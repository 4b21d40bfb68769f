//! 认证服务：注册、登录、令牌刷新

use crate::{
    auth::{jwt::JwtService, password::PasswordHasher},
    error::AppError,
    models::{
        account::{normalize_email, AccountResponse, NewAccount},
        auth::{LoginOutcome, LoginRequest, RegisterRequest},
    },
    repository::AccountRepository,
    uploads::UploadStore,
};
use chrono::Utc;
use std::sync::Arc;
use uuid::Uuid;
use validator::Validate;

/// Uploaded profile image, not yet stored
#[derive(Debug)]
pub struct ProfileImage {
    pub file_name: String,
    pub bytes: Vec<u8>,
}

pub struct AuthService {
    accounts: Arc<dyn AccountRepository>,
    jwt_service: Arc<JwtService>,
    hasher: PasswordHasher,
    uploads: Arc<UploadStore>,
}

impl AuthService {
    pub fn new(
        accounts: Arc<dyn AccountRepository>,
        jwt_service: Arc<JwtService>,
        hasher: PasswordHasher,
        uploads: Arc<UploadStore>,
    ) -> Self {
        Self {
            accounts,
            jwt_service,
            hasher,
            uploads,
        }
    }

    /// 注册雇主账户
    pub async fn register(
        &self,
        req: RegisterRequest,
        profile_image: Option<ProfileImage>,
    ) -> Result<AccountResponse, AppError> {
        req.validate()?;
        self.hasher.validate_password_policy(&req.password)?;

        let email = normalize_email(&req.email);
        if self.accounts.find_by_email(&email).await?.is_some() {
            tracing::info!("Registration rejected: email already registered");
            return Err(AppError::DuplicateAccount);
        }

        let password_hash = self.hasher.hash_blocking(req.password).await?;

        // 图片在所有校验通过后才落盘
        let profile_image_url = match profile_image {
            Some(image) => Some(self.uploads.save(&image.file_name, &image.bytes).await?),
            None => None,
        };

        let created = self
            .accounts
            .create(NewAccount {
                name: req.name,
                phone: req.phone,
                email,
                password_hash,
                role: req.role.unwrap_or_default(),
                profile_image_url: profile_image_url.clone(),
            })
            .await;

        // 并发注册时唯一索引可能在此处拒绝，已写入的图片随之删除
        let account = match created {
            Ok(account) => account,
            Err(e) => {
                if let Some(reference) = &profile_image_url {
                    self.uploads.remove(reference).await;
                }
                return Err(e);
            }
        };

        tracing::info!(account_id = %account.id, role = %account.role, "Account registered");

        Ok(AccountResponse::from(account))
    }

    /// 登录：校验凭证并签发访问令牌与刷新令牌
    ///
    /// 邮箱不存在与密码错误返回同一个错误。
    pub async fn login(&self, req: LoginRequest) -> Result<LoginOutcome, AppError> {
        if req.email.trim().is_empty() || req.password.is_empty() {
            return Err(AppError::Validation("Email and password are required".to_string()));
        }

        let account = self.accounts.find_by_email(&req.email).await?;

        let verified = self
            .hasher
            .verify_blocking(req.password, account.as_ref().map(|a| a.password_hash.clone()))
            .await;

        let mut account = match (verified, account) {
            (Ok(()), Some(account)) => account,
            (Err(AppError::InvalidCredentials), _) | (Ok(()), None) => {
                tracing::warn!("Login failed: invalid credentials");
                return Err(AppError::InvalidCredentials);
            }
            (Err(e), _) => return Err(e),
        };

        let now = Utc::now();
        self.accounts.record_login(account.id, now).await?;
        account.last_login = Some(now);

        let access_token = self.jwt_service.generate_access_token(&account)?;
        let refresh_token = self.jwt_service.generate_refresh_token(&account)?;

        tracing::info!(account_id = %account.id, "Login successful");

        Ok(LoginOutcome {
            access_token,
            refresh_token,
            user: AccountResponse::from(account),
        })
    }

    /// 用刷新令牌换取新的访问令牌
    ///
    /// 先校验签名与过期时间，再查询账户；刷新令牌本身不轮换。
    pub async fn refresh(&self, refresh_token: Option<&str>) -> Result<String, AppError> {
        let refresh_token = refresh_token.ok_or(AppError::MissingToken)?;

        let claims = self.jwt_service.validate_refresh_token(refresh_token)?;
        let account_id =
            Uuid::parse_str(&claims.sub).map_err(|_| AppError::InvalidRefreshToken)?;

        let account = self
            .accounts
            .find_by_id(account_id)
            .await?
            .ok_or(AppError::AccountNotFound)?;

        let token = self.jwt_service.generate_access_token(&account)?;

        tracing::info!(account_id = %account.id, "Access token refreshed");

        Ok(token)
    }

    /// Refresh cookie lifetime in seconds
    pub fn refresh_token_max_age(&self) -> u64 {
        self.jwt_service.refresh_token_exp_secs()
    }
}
________
● Task details:
Output every record above in full, exactly as it reads.

● Exercise result:
repository 4b21d40bfb68769f
//! 认证服务：注册、登录、令牌刷新

use crate::{
    auth::{jwt::JwtService, password::PasswordHasher},
    error::AppError,
    models::{
        account::{normalize_email, AccountResponse, NewAccount},
        auth::{LoginOutcome, LoginRequest, RegisterRequest},
    },
    repository::AccountRepository,
    uploads::UploadStore,
};
use chrono::Utc;
use std::sync::Arc;
use uuid::Uuid;
use validator::Validate;

/// Uploaded profile image, not yet stored
#[derive(Debug)]
pub struct ProfileImage {
    pub file_name: String,
    pub bytes: Vec<u8>,
}

pub struct AuthService {
    accounts: Arc<dyn AccountRepository>,
    jwt_service: Arc<JwtService>,
    hasher: PasswordHasher,
    uploads: Arc<UploadStore>,
}

impl AuthService {
    pub fn new(
        accounts: Arc<dyn AccountRepository>,
        jwt_service: Arc<JwtService>,
        hasher: PasswordHasher,
        uploads: Arc<UploadStore>,
    ) -> Self {
        Self {
            accounts,
            jwt_service,
            hasher,
            uploads,
        }
    }

    /// 注册雇主账户
    pub async fn register(
        &self,
        req: RegisterRequest,
        profile_image: Option<ProfileImage>,
    ) -> Result<AccountResponse, AppError> {
        req.validate()?;
        self.hasher.validate_password_policy(&req.password)?;

        let email = normalize_email(&req.email);
        if self.accounts.find_by_email(&email).await?.is_some() {
            tracing::info!("Registration rejected: email already registered");
            return Err(AppError::DuplicateAccount);
        }

        let password_hash = self.hasher.hash_blocking(req.password).await?;

        // 图片在所有校验通过后才落盘
        let profile_image_url = match profile_image {
            Some(image) => Some(self.uploads.save(&image.file_name, &image.bytes).await?),
            None => None,
        };

        let created = self
            .accounts
            .create(NewAccount {
                name: req.name,
                phone: req.phone,
                email,
                password_hash,
                role: req.role.unwrap_or_default(),
                profile_image_url: profile_image_url.clone(),
            })
            .await;

        // 并发注册时唯一索引可能在此处拒绝，已写入的图片随之删除
        let account = match created {
            Ok(account) => account,
            Err(e) => {
                if let Some(reference) = &profile_image_url {
                    self.uploads.remove(reference).await;
                }
                return Err(e);
            }
        };

        tracing::info!(account_id = %account.id, role = %account.role, "Account registered");

        Ok(AccountResponse::from(account))
    }

    /// 登录：校验凭证并签发访问令牌与刷新令牌
    ///
    /// 邮箱不存在与密码错误返回同一个错误。
    pub async fn login(&self, req: LoginRequest) -> Result<LoginOutcome, AppError> {
        if req.email.trim().is_empty() || req.password.is_empty() {
            return Err(AppError::Validation("Email and password are required".to_string()));
        }

        let account = self.accounts.find_by_email(&req.email).await?;

        let verified = self
            .hasher
            .verify_blocking(req.password, account.as_ref().map(|a| a.password_hash.clone()))
            .await;

        let mut account = match (verified, account) {
            (Ok(()), Some(account)) => account,
            (Err(AppError::InvalidCredentials), _) | (Ok(()), None) => {
                tracing::warn!("Login failed: invalid credentials");
                return Err(AppError::InvalidCredentials);
            }
            (Err(e), _) => return Err(e),
        };

        let now = Utc::now();
        self.accounts.record_login(account.id, now).await?;
        account.last_login = Some(now);

        let access_token = self.jwt_service.generate_access_token(&account)?;
        let refresh_token = self.jwt_service.generate_refresh_token(&account)?;

        tracing::info!(account_id = %account.id, "Login successful");

        Ok(LoginOutcome {
            access_token,
            refresh_token,
            user: AccountResponse::from(account),
        })
    }

    /// 用刷新令牌换取新的访问令牌
    ///
    /// 先校验签名与过期时间，再查询账户；刷新令牌本身不轮换。
    pub async fn refresh(&self, refresh_token: Option<&str>) -> Result<String, AppError> {
        let refresh_token = refresh_token.ok_or(AppError::MissingToken)?;

        let claims = self.jwt_service.validate_refresh_token(refresh_token)?;
        let account_id =
            Uuid::parse_str(&claims.sub).map_err(|_| AppError::InvalidRefreshToken)?;

        let account = self
            .accounts
            .find_by_id(account_id)
            .await?
            .ok_or(AppError::AccountNotFound)?;

        let token = self.jwt_service.generate_access_token(&account)?;

        tracing::info!(account_id = %account.id, "Access token refreshed");

        Ok(token)
    }

    /// Refresh cookie lifetime in seconds
    pub fn refresh_token_max_age(&self) -> u64 {
        self.jwt_service.refresh_token_exp_secs()
    }
}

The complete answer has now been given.